Sono finiti i bei tempi in cui bastava promuovere il proprio libro dicendo che era candidato allo Strega o mettere su qualche polemica di routine. Quest'anno, poi, c'è stato anche il record di candidature, quindi bisognava inventarsi qualcos'altro per apparire speciali e degni di essere letti. Già, perché stavolta persino essere finalisti non garantisce delle buone vendite. Lo ha scritto Silvia Truzzi sul Fatto, snocciolando numeri che causano svenimenti ai piani alti dell'editoria nostrana. Piccolo, il vincitore annunciato, finora ha venduto appena 42mila copie, da novembre 2013. Ed è Piccolo, ed è andato da Fazio. Gli altri quattro sono a cifre inferiori. Scurati è a 8200 copie, Pecoraro a 4500 e la Cilento a 3800. Catozzella, invece, arriva a 20mila.

Badate, non è mica colpa dello Strega, degli editori o dei finalisti. È il mercato. Lo sappiamo che in Italia si vendono sempre meno libri, anche se ne vengono pubblicati sempre di più. Anche lo scorso anno dicevamo che in finale mancavano i best-seller e qualche tempo fa abbiamo addirittura scoperto che i premi letterari fanno male ai libri, quindi non sappiamo più cosa pensare.

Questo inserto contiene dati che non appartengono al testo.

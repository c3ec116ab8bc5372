//! Reference model engine.
//!
//! Models are JSON documents tagged by `kind`:
//!
//! ```json
//! { "kind": "regression", "target": "y", "intercept": 1.0, "coefficients": { "x": 2.0 } }
//! ```
//!
//! See [`regression`], [`rules`] and [`association`] for the per-kind
//! fields.

pub mod association;
pub mod regression;
pub mod rules;

use serde::Deserialize;

use crate::evaluator::{CompileError, Evaluator, ModelCompiler};

pub use association::{AssociationModel, AssociationSpec};
pub use regression::{RegressionModel, RegressionSpec};
pub use rules::{RulesModel, RulesSpec};

#[derive(Debug, Deserialize)]
#[serde(tag = "kind", rename_all = "camelCase")]
pub enum ModelSource {
    Regression(RegressionSpec),
    Rules(RulesSpec),
    Association(AssociationSpec),
}

/// Compiles [`ModelSource`] documents.
#[derive(Debug, Clone, Copy, Default)]
pub struct BuiltinCompiler;

impl ModelCompiler for BuiltinCompiler {
    fn compile(&self, source: &str) -> Result<Box<dyn Evaluator>, CompileError> {
        let source: ModelSource =
            serde_json::from_str(source).map_err(|e| CompileError::new(e.to_string()))?;

        Ok(match source {
            ModelSource::Regression(spec) => Box::new(RegressionModel::new(spec)?),
            ModelSource::Rules(spec) => Box::new(RulesModel::new(spec)?),
            ModelSource::Association(spec) => Box::new(AssociationModel::new(spec)?),
        })
    }
}

#[cfg(test)]
mod tests {
    use super::*;

    #[test]
    fn test_compile_each_kind() {
        let compiler = BuiltinCompiler;

        let model = compiler
            .compile(r#"{"kind": "regression", "target": "y", "coefficients": {"x": 1.5}}"#)
            .unwrap();
        assert_eq!(model.active_fields(), ["x".to_string()]);

        let model = compiler
            .compile(
                r#"{"kind": "rules", "target": "label", "default": "other",
                    "rules": [{"field": "x", "operator": "lessThan", "value": 1, "score": "low"}]}"#,
            )
            .unwrap();
        assert_eq!(model.target_fields(), ["label".to_string()]);

        let model = compiler
            .compile(
                r#"{"kind": "association", "groupField": "transaction", "itemField": "item",
                    "rules": [{"antecedent": ["bread"], "consequent": "butter"}]}"#,
            )
            .unwrap();
        assert_eq!(model.group_fields(), ["transaction".to_string()]);
    }

    #[test]
    fn test_compile_rejects_malformed_source() {
        assert!(BuiltinCompiler.compile("<PMML/>").is_err());
        assert!(BuiltinCompiler.compile(r#"{"kind": "neuralNetwork"}"#).is_err());
        assert!(
            BuiltinCompiler
                .compile(r#"{"kind": "regression", "target": "y", "coefficients": {}}"#)
                .is_err()
        );
    }
}
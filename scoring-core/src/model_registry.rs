use std::fmt;
use std::sync::Arc;

use chrono::{DateTime, Utc};
use dashmap::DashMap;
use tracing::info;

use crate::evaluator::Evaluator;

/// An evaluator published under an id.
///
/// Entries are never mutated after deploy; a redeploy publishes a new entry
/// and holders of the old `Arc` keep using it until they drop it.
pub struct DeployedModel {
    id: String,
    evaluator: Box<dyn Evaluator>,
    deployed_at: DateTime<Utc>,
}

impl DeployedModel {
    pub fn new(id: impl Into<String>, evaluator: Box<dyn Evaluator>) -> Self {
        Self {
            id: id.into(),
            evaluator,
            deployed_at: Utc::now(),
        }
    }

    pub fn id(&self) -> &str {
        &self.id
    }

    pub fn evaluator(&self) -> &dyn Evaluator {
        self.evaluator.as_ref()
    }

    pub fn deployed_at(&self) -> DateTime<Utc> {
        self.deployed_at
    }
}

impl fmt::Debug for DeployedModel {
    fn fmt(&self, f: &mut fmt::Formatter<'_>) -> fmt::Result {
        f.debug_struct("DeployedModel")
            .field("id", &self.id)
            .field("deployed_at", &self.deployed_at)
            .finish_non_exhaustive()
    }
}

/// Concurrent id → model map.
///
/// Each key is swapped under its shard lock only, so lookups never wait for
/// a model to be compiled and deploys of unrelated ids do not contend on a
/// single lock.
#[derive(Clone, Default)]
pub struct ModelRegistry {
    models: Arc<DashMap<String, Arc<DeployedModel>>>,
}

impl ModelRegistry {
    pub fn new() -> Self {
        Self::default()
    }

    /// Publishes `model`, returning the entry it replaced.
    #[tracing::instrument(skip(self, model), fields(model_id = %model.id()), level = "debug")]
    pub fn deploy(&self, model: DeployedModel) -> Option<Arc<DeployedModel>> {
        let id = model.id().to_string();
        let replaced = self.models.insert(id.clone(), Arc::new(model));
        if replaced.is_some() {
            info!("Model {} replaced", id);
        } else {
            info!("Model {} deployed", id);
        }
        replaced
    }

    pub fn get(&self, id: &str) -> Option<Arc<DeployedModel>> {
        self.models.get(id).map(|entry| entry.value().clone())
    }

    #[tracing::instrument(skip(self), level = "debug")]
    pub fn remove(&self, id: &str) -> Option<Arc<DeployedModel>> {
        let removed = self.models.remove(id).map(|(_, model)| model);
        if removed.is_some() {
            info!("Model {} undeployed", id);
        }
        removed
    }

    /// Sorted snapshot of the deployed ids.
    pub fn list_ids(&self) -> Vec<String> {
        let mut ids: Vec<String> = self.models.iter().map(|entry| entry.key().clone()).collect();
        ids.sort();
        ids
    }

    pub fn len(&self) -> usize {
        self.models.len()
    }

    pub fn is_empty(&self) -> bool {
        self.models.is_empty()
    }
}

È un bene o è un male che le vendite della cinquina siano così basse? Significa che se vendi poco sei un buon libro, un buon autore? Ne acquisti in qualità? Sei un autore normale, umano, che può unirsi al coro per lamentarsi di Fabio Volo? 

Queste vendite non incoraggianti sono comunque in linea con i dati. Malgrado le fascette e, soprattutto, malgrado la reale qualità dei testi proposti, sappiamo bene che il lettore italiano non si scapicolla in libreria per andare a comprare quel meraviglioso romanzo che è La vita in tempo di pace di Pecoraro (sì, ho il mio preferito). Punta su Piccolo, incoraggiato da tutto il carrozzone, oppure sceglie Catozzella, perché è giovane e il suo romanzo affronta un argomento che stimola la sensibilità di molti. E allora se Pecoraro e Cilento vendono poco e di meno rispetto ai colleghi della cinquina, è tutto nella norma. Certo, Scurati non l'avrà presa bene, ma neanche chi ha letto del suo autoplagio l'ha presa bene. Quindi? Quindi possiamo stare tranquilli, sia noi, sia gli editori, sia gli autori. Andrà tutto bene, tutto come previsto. Stasera la lavagnetta ci dirà finalmente quale libro comprare (o non comprare) e l'estate farà il suo corso, sollevando le vendite e persino il morale degli afflitti.